Traditionally, ultrasound imaging has been used as the standard method for determining whether ovarian lesions are cancerous or benign. However, this method is not always accurate and can lead to unnecessary removal of the ovaries in some cases. By incorporating photoacoustic imaging, which uses near-infrared light at specific wavelengths to illuminate tissue, doctors can now have a more accurate assessment of the lesions. This technique allows for the differentiation of oxygenated and deoxygenated hemoglobin, providing valuable functional information about the tissue.

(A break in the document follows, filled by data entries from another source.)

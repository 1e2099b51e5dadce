//! Rich scalar types that have no direct JSON counterpart.
//!
//! Timestamps, dates, times, UUIDs, IP addresses and arbitrary-precision
//! numbers come from `chrono`, `uuid`, `std::net`, `num-bigint` and
//! `bigdecimal`. The types defined here cover what those crates don't.

mod blob;
mod custom;
mod duration;
mod object_id;
mod vector;

pub use blob::Blob;
pub use custom::CustomValue;
pub use duration::CalendarDuration;
pub use object_id::ObjectId;
pub use vector::Vector;

/// Errors raised while parsing or constructing a rich scalar.
#[derive(Debug, Clone, PartialEq, Eq, thiserror::Error)]
pub enum TypeError {
    #[error("invalid object id '{input}': {reason}")]
    ObjectId { input: String, reason: &'static str },

    #[error("invalid duration '{input}': {reason}")]
    Duration { input: String, reason: String },

    #[error("duration components must all have the same sign")]
    MixedSigns,

    #[error("invalid base64: {0}")]
    Base64(String),

    #[error("binary vector length {0} is not a multiple of 4")]
    VectorLength(usize),
}
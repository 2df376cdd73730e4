use chrono::NaiveDate;
use rust_decimal::Decimal;

use super::lifecycle::{Invoice, InvoiceItem, InvoiceStatus};
use crate::error::{BillingError, Result};
use crate::money::{coerce_amount, has_sub_cents, percent_of};

/// Editable field of a draft line item
#[derive(Debug, Clone, Copy, PartialEq, Eq)]
pub enum ItemField {
    Name,
    Description,
    Amount,
    Quantity,
}

/// A line item while the invoice is still being edited. Values are
/// whatever was typed (coerced to numbers) and are only validated by
/// [`InvoiceBuilder::build`].
#[derive(Debug, Clone, PartialEq)]
pub struct DraftItem {
    pub name: String,
    pub description: Option<String>,
    pub amount: Decimal,
    pub quantity: i64,
}

impl Default for DraftItem {
    fn default() -> Self {
        Self {
            name: String::new(),
            description: None,
            amount: Decimal::ZERO,
            quantity: 1,
        }
    }
}

impl DraftItem {
    pub fn line_total(&self) -> Result<Decimal> {
        self.amount
            .checked_mul(Decimal::from(self.quantity))
            .ok_or(BillingError::AmountOverflow)
    }
}

/// Accumulates line items and a tax rate. Subtotal and total are derived
/// on every read, so they always agree with the current items. Reads fail
/// with [`BillingError::AmountOverflow`] instead of panicking on huge input.
#[derive(Debug, Clone)]
pub struct InvoiceBuilder {
    items: Vec<DraftItem>,
    tax_rate: Decimal,
}

impl Default for InvoiceBuilder {
    fn default() -> Self {
        Self::new()
    }
}

impl InvoiceBuilder {
    pub fn new() -> Self {
        Self {
            items: vec![DraftItem::default()],
            tax_rate: Decimal::ZERO,
        }
    }

    pub fn items(&self) -> &[DraftItem] {
        &self.items
    }

    pub fn tax_rate(&self) -> Decimal {
        self.tax_rate
    }

    /// Append a zero-valued item and return its index.
    pub fn add_item(&mut self) -> usize {
        self.items.push(DraftItem::default());
        self.items.len() - 1
    }

    pub fn remove_item(&mut self, index: usize) -> Result<DraftItem> {
        self.check_index(index)?;
        if self.items.len() == 1 {
            return Err(BillingError::LastInvoiceItem);
        }
        Ok(self.items.remove(index))
    }

    pub fn set_item_field(&mut self, index: usize, field: ItemField, value: &str) -> Result<()> {
        self.check_index(index)?;
        let item = &mut self.items[index];
        match field {
            ItemField::Name => item.name = value.to_string(),
            ItemField::Description => {
                let trimmed = value.trim();
                item.description = (!trimmed.is_empty()).then(|| trimmed.to_string());
            }
            ItemField::Amount => item.amount = coerce_amount(value),
            ItemField::Quantity => item.quantity = value.trim().parse().unwrap_or(0),
        }
        Ok(())
    }

    pub fn set_tax_rate(&mut self, rate: Decimal) {
        self.tax_rate = rate;
    }

    pub fn subtotal(&self) -> Result<Decimal> {
        self.items.iter().try_fold(Decimal::ZERO, |acc, item| {
            acc.checked_add(item.line_total()?)
                .ok_or(BillingError::AmountOverflow)
        })
    }

    pub fn tax_amount(&self) -> Result<Decimal> {
        percent_of(self.subtotal()?, self.tax_rate)
    }

    pub fn total(&self) -> Result<Decimal> {
        self.subtotal()?
            .checked_add(self.tax_amount()?)
            .ok_or(BillingError::AmountOverflow)
    }

    /// Validate the draft and produce an invoice in `draft` status.
    pub fn build(
        &self,
        number: impl Into<String>,
        bill_to: impl Into<String>,
        issue_date: NaiveDate,
        due_date: NaiveDate,
        notes: Option<String>,
    ) -> Result<Invoice> {
        if self.tax_rate.is_sign_negative() && !self.tax_rate.is_zero() {
            return Err(BillingError::NegativeTaxRate(self.tax_rate));
        }
        if due_date < issue_date {
            return Err(BillingError::DueBeforeIssue {
                issued: issue_date,
                due: due_date,
            });
        }

        let mut items = Vec::with_capacity(self.items.len());
        for (idx, draft) in self.items.iter().enumerate() {
            if draft.amount < Decimal::ZERO {
                return Err(BillingError::NegativeAmount {
                    index: idx + 1,
                    amount: draft.amount,
                });
            }
            if has_sub_cents(draft.amount) {
                return Err(BillingError::SubCentAmount(draft.amount));
            }
            let quantity = u32::try_from(draft.quantity)
                .ok()
                .filter(|q| *q >= 1)
                .ok_or(BillingError::InvalidQuantity {
                    index: idx + 1,
                    quantity: draft.quantity,
                })?;
            items.push(InvoiceItem {
                name: draft.name.trim().to_string(),
                description: draft.description.clone(),
                amount: draft.amount,
                quantity,
            });
        }

        let subtotal = self.subtotal()?;
        let tax_amount = self.tax_amount()?;
        let total = self.total()?;

        Ok(Invoice {
            number: number.into(),
            bill_to: bill_to.into(),
            issue_date,
            due_date,
            status: InvoiceStatus::Draft,
            tax_rate: self.tax_rate,
            subtotal,
            tax_amount,
            total,
            notes: notes.filter(|n| !n.trim().is_empty()),
            paid_date: None,
            items,
        })
    }

    fn check_index(&self, index: usize) -> Result<()> {
        if index >= self.items.len() {
            return Err(BillingError::ItemIndex {
                index,
                count: self.items.len(),
            });
        }
        Ok(())
    }
}

#[cfg(test)]
mod tests {
    use super::*;
    use rust_decimal_macros::dec;

    fn date(y: i32, m: u32, d: u32) -> NaiveDate {
        NaiveDate::from_ymd_opt(y, m, d).unwrap()
    }

    #[test]
    fn starts_with_one_zero_item() {
        let builder = InvoiceBuilder::new();
        assert_eq!(builder.items().len(), 1);
        assert_eq!(builder.subtotal().unwrap(), Decimal::ZERO);
        assert_eq!(builder.total().unwrap(), Decimal::ZERO);
    }

    #[test]
    fn registration_example_totals() {
        let mut builder = InvoiceBuilder::new();
        builder.set_item_field(0, ItemField::Amount, "50").unwrap();
        builder.set_item_field(0, ItemField::Quantity, "2").unwrap();
        let second = builder.add_item();
        builder.set_item_field(second, ItemField::Amount, "10").unwrap();
        builder.set_tax_rate(dec!(10));

        assert_eq!(builder.subtotal().unwrap(), dec!(110));
        assert_eq!(builder.total().unwrap(), dec!(121.00));
    }

    #[test]
    fn totals_follow_every_edit() {
        let mut builder = InvoiceBuilder::new();
        builder.set_item_field(0, ItemField::Amount, "19.99").unwrap();
        builder.set_item_field(0, ItemField::Quantity, "3").unwrap();
        builder.set_tax_rate(dec!(8.25));
        let idx = builder.add_item();
        builder.set_item_field(idx, ItemField::Amount, "5.50").unwrap();
        builder.remove_item(0).unwrap();
        builder.set_tax_rate(dec!(7));

        let expected_subtotal: Decimal = builder.items().iter().map(|i| i.amount * Decimal::from(i.quantity)).sum();
        let subtotal = builder.subtotal().unwrap();
        assert_eq!(subtotal, expected_subtotal);
        assert_eq!(subtotal, dec!(5.50));
        let unrounded = subtotal * (Decimal::ONE + builder.tax_rate() / Decimal::ONE_HUNDRED);
        let total = builder.total().unwrap();
        assert!((total - unrounded).abs() < dec!(0.01));
        assert_eq!(total, dec!(5.89));
    }

    #[test]
    fn non_numeric_input_coerces_to_zero() {
        let mut builder = InvoiceBuilder::new();
        builder.set_item_field(0, ItemField::Amount, "75").unwrap();
        builder.set_item_field(0, ItemField::Amount, "seventy").unwrap();
        builder.set_item_field(0, ItemField::Quantity, "two").unwrap();
        assert_eq!(builder.items()[0].amount, Decimal::ZERO);
        assert_eq!(builder.items()[0].quantity, 0);
        assert_eq!(builder.subtotal().unwrap(), Decimal::ZERO);
    }

    #[test]
    fn huge_amounts_overflow_without_panicking() {
        let mut builder = InvoiceBuilder::new();
        builder
            .set_item_field(0, ItemField::Amount, "79228162514264337593543950335")
            .unwrap();
        builder.set_item_field(0, ItemField::Quantity, "2").unwrap();
        assert!(matches!(builder.subtotal(), Err(BillingError::AmountOverflow)));
        assert!(matches!(builder.total(), Err(BillingError::AmountOverflow)));
        assert!(matches!(
            builder.build("INV-1", "Lee", date(2026, 1, 1), date(2026, 1, 31), None),
            Err(BillingError::AmountOverflow)
        ));

        // Each line fits but their sum does not
        builder.set_item_field(0, ItemField::Quantity, "1").unwrap();
        let idx = builder.add_item();
        builder
            .set_item_field(idx, ItemField::Amount, "79228162514264337593543950335")
            .unwrap();
        assert!(matches!(builder.subtotal(), Err(BillingError::AmountOverflow)));
    }

    #[test]
    fn huge_tax_rate_overflows_without_panicking() {
        let mut builder = InvoiceBuilder::new();
        builder.set_item_field(0, ItemField::Amount, "1000000000000").unwrap();
        builder.set_tax_rate(Decimal::MAX);
        assert!(matches!(builder.tax_amount(), Err(BillingError::AmountOverflow)));
    }

    #[test]
    fn build_rejects_fractions_of_a_cent() {
        let mut builder = InvoiceBuilder::new();
        builder.set_item_field(0, ItemField::Amount, "10.005").unwrap();
        assert!(matches!(
            builder.build("INV-1", "Lee", date(2026, 1, 1), date(2026, 1, 31), None),
            Err(BillingError::SubCentAmount(_))
        ));
        builder.set_item_field(0, ItemField::Amount, "10.500").unwrap();
        assert!(builder
            .build("INV-1", "Lee", date(2026, 1, 1), date(2026, 1, 31), None)
            .is_ok());
    }

    #[test]
    fn cannot_remove_last_item() {
        let mut builder = InvoiceBuilder::new();
        assert!(matches!(builder.remove_item(0), Err(BillingError::LastInvoiceItem)));
        builder.add_item();
        builder.remove_item(1).unwrap();
        assert!(matches!(builder.remove_item(0), Err(BillingError::LastInvoiceItem)));
        assert_eq!(builder.items().len(), 1);
    }

    #[test]
    fn out_of_range_index_is_rejected() {
        let mut builder = InvoiceBuilder::new();
        assert!(matches!(
            builder.set_item_field(3, ItemField::Name, "Jersey"),
            Err(BillingError::ItemIndex { index: 3, count: 1 })
        ));
        builder.add_item();
        assert!(matches!(
            builder.remove_item(2),
            Err(BillingError::ItemIndex { index: 2, count: 2 })
        ));
    }

    #[test]
    fn build_validates_amounts_and_quantities() {
        let mut builder = InvoiceBuilder::new();
        builder.set_item_field(0, ItemField::Amount, "-20").unwrap();
        let err = builder
            .build("INV-1", "Lee", date(2026, 1, 1), date(2026, 1, 31), None)
            .unwrap_err();
        assert!(matches!(err, BillingError::NegativeAmount { index: 1, .. }));

        builder.set_item_field(0, ItemField::Amount, "20").unwrap();
        builder.set_item_field(0, ItemField::Quantity, "0").unwrap();
        let err = builder
            .build("INV-1", "Lee", date(2026, 1, 1), date(2026, 1, 31), None)
            .unwrap_err();
        assert!(matches!(err, BillingError::InvalidQuantity { index: 1, quantity: 0 }));
    }

    #[test]
    fn build_rejects_due_before_issue_and_negative_tax() {
        let mut builder = InvoiceBuilder::new();
        builder.set_item_field(0, ItemField::Amount, "20").unwrap();
        assert!(matches!(
            builder.build("INV-1", "Lee", date(2026, 2, 1), date(2026, 1, 31), None),
            Err(BillingError::DueBeforeIssue { .. })
        ));
        builder.set_tax_rate(dec!(-5));
        assert!(matches!(
            builder.build("INV-1", "Lee", date(2026, 1, 1), date(2026, 1, 31), None),
            Err(BillingError::NegativeTaxRate(_))
        ));
    }

    #[test]
    fn build_copies_derived_totals() {
        let mut builder = InvoiceBuilder::new();
        builder.set_item_field(0, ItemField::Name, "  Summer camp ").unwrap();
        builder.set_item_field(0, ItemField::Description, "Week 1").unwrap();
        builder.set_item_field(0, ItemField::Amount, "250").unwrap();
        builder.set_tax_rate(dec!(6));

        let invoice = builder
            .build("INV-2026-0007", "Okafor family", date(2026, 6, 1), date(2026, 6, 15), Some(" ".into()))
            .unwrap();
        assert_eq!(invoice.status, InvoiceStatus::Draft);
        assert_eq!(invoice.items[0].name, "Summer camp");
        assert_eq!(invoice.items[0].description.as_deref(), Some("Week 1"));
        assert_eq!(invoice.subtotal, dec!(250));
        assert_eq!(invoice.tax_amount, dec!(15.00));
        assert_eq!(invoice.total, dec!(265.00));
        assert_eq!(invoice.notes, None);
    }
}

The results of this additional assessment technology are promising. With better diagnostic accuracy, some patients may be able to avoid unnecessary surgeries to remove abnormal-looking lesions, thereby reducing healthcare costs and potential complications associated with the procedure.
Dr. Quing Zhu, the Edwin H. Murty Professor of Engineering at the McKelvey School of Engineering, collaborated with a team of physicians from Washington University School of Medicine to incorporate photoacoustic imaging into the standard care for women scheduled for ovarian and/or adnexal lesion removal. The team used this combined approach on 68 patients, including those with malignant lesions, benign lesions, and fallopian tube abnormalities, and compared the results with traditional ultrasound imaging.
Photoacoustic imaging combined with ultrasound provides complementary diagnostic imaging data involving structure and function, explained Dr. Quing Zhu. The ultrasound localizes the lesion, and the photoacoustic images inform tumor hemoglobin content and percent of blood oxygen saturation.
Analyzing the data, the researchers found that the relative total hemoglobin was 1.8 times higher in patients with malignant lesions compared to those with benign lesions. Blood oxygen saturation was also found to be lower in patients with malignant lesions, although the difference was not statistically significant. The team also discovered a significant difference in the presence of the cancer antigen CA 125 in patients with malignant lesions compared to those with benign lesions.
By combining relative total hemoglobin, the Ovarian-Adnexal Reporting and Data System (O-RADS) score, the presence of the cancer antigen CA 125, and blood oxygen saturation (sO2), the researchers created a model that could accurately predict the probability of malignancy. The model’s performance, measured by the area under the receiving characteristic curve (AUC), was an impressive 0.97.
Dr. Matthew Powell, director of the Division of Gynecologic Oncology and a professor of obstetrics and gynecology, expressed his optimism about the potential impact of this technology. This technology should quickly and easily be able to help assure both the doctor and the patient that most of these [ovarian cysts] can be watched, and unnecessary surgery can be avoided, he said. These surgeries can lead to loss of fertility and early menopause. This technology and other imaging advancements could be immensely helpful to improve the lives of our patients.
The findings of this research were published in the December 2023 issue of Ultrasound in Obstetrics and Gynecology, further validating the potential of photoacoustic imaging in improving the detection of ovarian cancer.
The integration of photoacoustic imaging into the standard care for ovarian and adnexal lesion detection offers hope for more accurate diagnoses and better patient care. By providing functional information on vasculature and oxygen consumption, this technique can help differentiate between benign and malignant lesions. With further advancements in this field, technology like photoacoustic imaging could significantly improve the survival rates for ovarian cancer and enhance the lives of patients worldwide.